Go line by line through the data below, counting each one that has "logged", and give the final count only.
Data excerpts Block Start
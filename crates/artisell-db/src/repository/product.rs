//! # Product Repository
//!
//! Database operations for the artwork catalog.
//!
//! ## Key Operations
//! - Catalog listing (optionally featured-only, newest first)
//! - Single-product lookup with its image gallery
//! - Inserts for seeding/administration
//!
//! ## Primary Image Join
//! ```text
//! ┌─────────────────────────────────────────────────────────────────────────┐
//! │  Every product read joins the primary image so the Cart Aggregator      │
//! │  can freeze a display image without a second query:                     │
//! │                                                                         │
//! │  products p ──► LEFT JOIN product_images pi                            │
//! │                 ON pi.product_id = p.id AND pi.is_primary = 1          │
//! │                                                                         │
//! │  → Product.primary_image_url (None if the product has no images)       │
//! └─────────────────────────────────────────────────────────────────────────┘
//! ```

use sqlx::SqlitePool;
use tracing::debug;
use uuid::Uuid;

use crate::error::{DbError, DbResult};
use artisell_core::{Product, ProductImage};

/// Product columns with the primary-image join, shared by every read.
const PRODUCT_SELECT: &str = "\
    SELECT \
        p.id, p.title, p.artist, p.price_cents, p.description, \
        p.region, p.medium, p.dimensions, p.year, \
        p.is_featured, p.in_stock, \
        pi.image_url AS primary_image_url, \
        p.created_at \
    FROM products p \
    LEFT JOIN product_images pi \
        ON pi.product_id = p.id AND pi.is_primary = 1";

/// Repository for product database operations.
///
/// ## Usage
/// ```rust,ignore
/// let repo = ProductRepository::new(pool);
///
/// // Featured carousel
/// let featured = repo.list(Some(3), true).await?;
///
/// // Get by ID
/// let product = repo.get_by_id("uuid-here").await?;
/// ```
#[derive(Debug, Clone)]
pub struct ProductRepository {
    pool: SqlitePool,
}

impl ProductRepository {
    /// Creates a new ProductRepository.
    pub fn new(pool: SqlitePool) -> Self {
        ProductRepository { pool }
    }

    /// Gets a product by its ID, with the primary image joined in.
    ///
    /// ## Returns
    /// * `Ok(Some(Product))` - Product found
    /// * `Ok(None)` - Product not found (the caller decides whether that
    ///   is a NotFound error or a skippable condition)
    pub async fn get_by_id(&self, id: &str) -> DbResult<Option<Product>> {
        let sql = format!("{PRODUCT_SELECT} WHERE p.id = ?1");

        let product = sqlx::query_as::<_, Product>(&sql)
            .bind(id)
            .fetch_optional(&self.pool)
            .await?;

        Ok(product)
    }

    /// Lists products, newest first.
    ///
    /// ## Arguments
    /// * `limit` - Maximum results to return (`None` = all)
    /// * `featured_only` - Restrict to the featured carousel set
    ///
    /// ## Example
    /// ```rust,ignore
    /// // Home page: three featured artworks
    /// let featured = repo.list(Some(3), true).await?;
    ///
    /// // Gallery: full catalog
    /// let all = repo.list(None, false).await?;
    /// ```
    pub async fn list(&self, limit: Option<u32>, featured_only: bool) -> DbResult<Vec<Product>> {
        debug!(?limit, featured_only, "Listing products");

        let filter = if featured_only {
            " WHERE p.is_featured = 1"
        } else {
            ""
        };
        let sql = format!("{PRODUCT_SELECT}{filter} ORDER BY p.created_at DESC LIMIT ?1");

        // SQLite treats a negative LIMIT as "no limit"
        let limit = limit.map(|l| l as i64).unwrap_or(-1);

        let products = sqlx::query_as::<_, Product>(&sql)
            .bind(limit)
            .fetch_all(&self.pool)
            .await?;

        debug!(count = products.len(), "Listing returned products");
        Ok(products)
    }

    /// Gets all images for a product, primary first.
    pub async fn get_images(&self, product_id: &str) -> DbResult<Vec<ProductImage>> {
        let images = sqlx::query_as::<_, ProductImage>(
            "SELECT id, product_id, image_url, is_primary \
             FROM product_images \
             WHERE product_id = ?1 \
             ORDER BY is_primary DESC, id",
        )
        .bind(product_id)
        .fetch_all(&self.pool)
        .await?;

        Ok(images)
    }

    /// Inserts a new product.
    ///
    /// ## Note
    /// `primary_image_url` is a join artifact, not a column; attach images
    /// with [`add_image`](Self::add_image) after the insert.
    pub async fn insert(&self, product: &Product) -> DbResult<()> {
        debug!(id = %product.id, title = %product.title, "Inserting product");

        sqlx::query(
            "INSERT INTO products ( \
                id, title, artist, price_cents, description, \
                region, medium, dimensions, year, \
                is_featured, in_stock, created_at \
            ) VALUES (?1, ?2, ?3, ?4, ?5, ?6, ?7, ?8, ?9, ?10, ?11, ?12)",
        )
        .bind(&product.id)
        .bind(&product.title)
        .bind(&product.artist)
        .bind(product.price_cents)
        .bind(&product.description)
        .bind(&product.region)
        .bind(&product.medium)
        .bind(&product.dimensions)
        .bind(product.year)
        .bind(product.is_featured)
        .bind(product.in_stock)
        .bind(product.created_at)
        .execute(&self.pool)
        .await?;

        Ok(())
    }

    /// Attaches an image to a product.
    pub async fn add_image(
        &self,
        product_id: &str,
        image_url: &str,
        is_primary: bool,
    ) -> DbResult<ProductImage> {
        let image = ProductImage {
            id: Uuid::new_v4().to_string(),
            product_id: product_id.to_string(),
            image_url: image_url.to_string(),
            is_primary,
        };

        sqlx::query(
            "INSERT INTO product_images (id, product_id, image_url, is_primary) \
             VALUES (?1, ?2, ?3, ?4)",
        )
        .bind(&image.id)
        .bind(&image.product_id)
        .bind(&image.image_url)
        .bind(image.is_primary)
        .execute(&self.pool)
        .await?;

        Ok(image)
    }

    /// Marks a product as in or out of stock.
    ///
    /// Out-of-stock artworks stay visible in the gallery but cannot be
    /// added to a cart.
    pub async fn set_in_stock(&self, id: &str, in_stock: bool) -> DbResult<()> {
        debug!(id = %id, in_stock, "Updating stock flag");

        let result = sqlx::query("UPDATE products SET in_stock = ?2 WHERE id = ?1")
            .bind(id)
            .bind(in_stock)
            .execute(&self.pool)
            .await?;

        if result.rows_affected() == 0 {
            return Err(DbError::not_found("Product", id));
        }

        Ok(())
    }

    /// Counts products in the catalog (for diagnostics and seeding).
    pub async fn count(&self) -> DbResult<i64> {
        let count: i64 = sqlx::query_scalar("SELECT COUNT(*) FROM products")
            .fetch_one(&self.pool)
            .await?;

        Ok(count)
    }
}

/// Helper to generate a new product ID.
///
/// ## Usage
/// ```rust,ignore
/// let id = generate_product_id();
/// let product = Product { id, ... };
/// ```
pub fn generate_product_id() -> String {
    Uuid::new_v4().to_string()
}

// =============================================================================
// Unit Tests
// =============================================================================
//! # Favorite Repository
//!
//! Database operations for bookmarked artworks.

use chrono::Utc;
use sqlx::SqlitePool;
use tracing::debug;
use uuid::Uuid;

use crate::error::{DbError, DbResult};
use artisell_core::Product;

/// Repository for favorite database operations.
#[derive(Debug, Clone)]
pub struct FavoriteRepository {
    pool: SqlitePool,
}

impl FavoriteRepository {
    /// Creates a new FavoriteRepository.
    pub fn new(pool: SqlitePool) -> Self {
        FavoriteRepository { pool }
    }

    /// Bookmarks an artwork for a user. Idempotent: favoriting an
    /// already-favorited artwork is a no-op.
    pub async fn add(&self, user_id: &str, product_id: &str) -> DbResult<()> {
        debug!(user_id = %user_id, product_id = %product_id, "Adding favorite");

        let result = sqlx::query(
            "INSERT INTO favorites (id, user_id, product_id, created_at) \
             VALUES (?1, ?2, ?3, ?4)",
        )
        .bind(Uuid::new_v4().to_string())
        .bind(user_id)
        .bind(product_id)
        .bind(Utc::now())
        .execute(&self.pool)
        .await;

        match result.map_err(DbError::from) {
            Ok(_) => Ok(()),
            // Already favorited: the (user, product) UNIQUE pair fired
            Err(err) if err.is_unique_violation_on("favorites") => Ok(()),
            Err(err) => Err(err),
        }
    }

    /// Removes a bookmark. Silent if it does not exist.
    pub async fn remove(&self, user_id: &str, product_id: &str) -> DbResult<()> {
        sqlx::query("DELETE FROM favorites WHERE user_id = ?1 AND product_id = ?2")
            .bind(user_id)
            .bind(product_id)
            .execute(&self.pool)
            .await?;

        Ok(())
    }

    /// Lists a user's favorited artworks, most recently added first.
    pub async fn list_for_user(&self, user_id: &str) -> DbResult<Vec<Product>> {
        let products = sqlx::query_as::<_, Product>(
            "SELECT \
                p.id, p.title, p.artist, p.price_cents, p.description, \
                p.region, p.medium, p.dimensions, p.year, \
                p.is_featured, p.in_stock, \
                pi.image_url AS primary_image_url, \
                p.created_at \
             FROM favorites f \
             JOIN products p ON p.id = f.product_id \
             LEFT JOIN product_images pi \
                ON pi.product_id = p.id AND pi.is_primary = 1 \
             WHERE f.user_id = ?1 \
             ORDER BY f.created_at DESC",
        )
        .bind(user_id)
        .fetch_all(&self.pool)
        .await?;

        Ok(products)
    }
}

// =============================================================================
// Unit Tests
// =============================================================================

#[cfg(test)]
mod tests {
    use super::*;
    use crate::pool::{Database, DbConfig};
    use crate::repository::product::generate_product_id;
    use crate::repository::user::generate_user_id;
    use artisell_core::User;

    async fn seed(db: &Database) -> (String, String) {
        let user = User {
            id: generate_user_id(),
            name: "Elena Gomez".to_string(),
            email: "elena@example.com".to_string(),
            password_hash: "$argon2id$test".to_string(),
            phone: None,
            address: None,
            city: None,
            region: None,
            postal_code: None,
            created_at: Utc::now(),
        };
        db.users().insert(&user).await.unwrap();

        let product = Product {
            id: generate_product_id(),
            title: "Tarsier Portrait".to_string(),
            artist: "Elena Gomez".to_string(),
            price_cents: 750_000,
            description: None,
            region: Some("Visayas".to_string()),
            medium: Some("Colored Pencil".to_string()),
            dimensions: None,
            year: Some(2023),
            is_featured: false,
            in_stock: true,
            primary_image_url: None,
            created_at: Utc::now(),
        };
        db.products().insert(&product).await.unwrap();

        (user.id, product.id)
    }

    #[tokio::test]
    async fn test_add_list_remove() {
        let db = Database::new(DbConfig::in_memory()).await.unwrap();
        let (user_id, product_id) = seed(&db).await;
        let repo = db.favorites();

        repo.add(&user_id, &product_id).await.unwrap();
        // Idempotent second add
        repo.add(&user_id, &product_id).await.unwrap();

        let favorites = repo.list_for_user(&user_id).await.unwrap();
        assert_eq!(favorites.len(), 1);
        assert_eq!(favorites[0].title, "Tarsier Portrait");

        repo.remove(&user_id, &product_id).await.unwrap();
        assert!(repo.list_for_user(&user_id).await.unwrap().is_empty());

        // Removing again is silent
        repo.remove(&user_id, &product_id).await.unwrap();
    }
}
Data excerpts Block End
Data excerpts Block Start
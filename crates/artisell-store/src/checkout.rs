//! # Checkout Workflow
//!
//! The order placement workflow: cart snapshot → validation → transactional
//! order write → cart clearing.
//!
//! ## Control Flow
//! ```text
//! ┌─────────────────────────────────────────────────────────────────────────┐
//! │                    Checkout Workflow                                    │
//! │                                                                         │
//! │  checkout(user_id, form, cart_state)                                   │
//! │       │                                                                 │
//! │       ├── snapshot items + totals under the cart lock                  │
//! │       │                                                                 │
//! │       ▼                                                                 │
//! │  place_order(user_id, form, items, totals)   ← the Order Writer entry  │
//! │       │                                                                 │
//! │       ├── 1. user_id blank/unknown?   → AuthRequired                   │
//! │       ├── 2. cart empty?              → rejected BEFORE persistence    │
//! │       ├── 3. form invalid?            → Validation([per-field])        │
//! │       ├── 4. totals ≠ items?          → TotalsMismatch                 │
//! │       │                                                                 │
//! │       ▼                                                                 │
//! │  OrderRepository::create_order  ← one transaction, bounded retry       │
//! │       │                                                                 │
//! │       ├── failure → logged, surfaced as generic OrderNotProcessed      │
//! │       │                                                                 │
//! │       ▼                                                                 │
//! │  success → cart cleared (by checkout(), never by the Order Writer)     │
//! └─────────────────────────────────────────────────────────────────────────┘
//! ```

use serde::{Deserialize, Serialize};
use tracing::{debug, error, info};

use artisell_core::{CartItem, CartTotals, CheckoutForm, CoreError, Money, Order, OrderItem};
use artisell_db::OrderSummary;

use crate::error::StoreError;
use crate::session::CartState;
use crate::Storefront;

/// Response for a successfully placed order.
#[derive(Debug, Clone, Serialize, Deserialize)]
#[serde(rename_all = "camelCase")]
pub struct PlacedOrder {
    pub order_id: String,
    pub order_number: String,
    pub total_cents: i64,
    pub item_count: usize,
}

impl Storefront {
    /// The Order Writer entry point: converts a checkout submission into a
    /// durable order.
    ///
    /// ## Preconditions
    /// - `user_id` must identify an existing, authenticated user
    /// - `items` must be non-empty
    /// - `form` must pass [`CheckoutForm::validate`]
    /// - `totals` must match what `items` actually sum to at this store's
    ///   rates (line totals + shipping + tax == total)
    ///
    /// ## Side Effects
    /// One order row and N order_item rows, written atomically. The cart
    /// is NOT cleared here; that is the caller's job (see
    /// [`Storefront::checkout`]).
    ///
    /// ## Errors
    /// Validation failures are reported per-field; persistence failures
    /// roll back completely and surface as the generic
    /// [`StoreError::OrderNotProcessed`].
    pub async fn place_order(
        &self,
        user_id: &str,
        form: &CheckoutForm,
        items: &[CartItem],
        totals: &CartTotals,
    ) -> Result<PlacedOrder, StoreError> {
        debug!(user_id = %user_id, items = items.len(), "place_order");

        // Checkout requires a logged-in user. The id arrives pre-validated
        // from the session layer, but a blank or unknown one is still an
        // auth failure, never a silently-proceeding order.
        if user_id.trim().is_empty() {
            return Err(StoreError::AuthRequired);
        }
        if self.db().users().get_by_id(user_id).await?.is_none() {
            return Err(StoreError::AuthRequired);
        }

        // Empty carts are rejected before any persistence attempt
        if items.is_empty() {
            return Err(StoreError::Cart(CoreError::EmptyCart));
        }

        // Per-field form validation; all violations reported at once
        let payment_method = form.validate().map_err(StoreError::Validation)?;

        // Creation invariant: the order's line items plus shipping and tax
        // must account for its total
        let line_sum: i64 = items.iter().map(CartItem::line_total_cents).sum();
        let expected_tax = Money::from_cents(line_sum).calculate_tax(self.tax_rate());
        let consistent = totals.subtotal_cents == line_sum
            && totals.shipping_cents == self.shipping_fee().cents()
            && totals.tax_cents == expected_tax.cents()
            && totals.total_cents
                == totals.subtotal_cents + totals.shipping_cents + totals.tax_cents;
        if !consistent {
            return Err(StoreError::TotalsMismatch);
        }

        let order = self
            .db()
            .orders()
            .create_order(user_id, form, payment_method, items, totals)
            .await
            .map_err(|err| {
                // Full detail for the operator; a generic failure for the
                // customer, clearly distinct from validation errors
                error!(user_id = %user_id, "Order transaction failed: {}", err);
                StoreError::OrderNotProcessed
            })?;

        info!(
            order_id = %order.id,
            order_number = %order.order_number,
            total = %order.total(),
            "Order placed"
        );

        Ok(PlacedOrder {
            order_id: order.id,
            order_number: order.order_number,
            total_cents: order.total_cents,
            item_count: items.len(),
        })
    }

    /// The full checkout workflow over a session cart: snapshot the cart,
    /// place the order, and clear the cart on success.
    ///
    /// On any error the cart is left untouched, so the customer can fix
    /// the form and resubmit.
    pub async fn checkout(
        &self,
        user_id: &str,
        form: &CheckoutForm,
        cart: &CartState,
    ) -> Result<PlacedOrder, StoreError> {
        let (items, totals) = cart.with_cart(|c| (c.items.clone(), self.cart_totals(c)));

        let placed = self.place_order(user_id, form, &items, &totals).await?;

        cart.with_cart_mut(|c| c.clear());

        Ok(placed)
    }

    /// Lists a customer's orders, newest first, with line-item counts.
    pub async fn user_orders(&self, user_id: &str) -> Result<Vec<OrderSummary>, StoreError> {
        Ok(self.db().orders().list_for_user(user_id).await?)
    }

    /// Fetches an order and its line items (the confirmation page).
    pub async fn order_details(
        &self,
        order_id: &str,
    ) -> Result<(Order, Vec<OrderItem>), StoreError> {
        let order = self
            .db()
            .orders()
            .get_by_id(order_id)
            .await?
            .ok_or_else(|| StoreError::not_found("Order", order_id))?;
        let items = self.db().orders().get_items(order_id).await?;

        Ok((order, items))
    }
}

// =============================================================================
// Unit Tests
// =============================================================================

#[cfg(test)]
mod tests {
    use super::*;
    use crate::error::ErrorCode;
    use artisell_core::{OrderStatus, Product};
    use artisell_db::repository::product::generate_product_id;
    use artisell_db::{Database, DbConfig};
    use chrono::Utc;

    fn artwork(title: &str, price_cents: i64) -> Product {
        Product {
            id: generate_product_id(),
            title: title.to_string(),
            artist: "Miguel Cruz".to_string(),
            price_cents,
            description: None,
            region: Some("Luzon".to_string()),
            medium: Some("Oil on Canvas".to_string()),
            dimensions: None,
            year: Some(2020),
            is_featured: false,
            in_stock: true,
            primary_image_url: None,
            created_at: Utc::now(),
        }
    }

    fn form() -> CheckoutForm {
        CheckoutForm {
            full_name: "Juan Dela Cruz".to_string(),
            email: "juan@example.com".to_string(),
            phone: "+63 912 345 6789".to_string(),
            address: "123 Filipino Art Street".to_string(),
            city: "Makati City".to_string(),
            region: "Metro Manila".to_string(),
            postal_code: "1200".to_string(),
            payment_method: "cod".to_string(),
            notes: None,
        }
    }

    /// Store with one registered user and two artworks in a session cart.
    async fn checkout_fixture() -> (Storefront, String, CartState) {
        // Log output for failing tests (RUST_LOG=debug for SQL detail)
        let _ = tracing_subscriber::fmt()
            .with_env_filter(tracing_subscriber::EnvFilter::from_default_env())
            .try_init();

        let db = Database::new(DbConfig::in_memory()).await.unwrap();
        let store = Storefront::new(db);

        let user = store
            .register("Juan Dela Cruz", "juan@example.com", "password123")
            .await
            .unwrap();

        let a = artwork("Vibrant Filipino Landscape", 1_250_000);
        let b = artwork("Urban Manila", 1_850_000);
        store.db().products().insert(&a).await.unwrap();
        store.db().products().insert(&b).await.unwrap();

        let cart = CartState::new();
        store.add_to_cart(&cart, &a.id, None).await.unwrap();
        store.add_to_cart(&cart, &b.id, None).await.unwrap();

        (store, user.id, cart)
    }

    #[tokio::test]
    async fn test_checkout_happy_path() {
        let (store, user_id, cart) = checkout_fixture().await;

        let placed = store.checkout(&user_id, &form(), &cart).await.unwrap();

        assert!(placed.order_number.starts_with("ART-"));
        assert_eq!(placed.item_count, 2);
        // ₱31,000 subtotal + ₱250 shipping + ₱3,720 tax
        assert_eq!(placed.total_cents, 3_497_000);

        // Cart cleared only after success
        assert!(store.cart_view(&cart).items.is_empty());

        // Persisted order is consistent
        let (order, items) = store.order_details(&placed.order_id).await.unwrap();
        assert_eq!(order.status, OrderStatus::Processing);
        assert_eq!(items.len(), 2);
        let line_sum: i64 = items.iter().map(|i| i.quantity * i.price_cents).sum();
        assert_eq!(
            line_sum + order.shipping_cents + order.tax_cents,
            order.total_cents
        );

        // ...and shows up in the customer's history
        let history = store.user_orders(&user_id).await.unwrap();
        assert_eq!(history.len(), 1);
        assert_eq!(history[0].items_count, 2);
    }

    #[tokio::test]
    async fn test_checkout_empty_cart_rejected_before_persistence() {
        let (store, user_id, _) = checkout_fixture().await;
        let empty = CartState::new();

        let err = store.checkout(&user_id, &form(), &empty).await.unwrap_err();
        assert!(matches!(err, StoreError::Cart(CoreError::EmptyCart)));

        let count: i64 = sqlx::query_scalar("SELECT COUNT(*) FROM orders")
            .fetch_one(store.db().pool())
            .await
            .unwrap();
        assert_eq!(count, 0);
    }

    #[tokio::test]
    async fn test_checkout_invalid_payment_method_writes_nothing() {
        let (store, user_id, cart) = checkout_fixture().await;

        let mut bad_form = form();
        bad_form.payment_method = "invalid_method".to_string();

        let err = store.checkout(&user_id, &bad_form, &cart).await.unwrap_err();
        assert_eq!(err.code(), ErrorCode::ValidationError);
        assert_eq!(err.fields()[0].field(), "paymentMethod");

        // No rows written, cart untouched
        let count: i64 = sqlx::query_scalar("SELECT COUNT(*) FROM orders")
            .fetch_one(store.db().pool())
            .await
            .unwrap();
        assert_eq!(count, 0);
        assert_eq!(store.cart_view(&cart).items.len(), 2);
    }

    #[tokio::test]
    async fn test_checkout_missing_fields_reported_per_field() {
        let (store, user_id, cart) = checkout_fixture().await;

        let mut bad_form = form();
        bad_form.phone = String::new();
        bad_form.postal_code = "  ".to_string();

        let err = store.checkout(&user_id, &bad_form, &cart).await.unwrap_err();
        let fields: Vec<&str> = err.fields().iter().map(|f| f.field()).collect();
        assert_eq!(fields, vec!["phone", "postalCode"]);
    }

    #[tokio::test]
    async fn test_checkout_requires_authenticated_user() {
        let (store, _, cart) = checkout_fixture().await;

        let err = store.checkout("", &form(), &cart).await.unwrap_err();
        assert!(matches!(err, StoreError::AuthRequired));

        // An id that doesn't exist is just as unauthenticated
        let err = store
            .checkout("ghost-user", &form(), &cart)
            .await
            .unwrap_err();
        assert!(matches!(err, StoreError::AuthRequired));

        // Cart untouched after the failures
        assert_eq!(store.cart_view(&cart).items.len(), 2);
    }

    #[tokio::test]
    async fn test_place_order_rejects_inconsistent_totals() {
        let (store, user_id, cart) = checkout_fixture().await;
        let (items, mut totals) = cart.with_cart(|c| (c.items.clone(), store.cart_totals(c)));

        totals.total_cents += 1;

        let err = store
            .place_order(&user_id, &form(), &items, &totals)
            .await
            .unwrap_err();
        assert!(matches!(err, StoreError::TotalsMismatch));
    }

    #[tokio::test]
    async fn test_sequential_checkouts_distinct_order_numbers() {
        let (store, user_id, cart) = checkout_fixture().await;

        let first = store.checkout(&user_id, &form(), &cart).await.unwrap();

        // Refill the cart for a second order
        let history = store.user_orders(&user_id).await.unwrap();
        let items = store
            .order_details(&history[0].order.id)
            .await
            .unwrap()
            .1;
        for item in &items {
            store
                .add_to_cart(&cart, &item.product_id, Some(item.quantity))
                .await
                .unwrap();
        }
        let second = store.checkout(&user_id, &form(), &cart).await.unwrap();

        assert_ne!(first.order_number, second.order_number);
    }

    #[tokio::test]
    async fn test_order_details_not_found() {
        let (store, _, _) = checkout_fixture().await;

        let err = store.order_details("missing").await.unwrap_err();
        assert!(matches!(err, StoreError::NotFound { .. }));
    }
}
Data excerpts Block End
Answer for this exercise: 2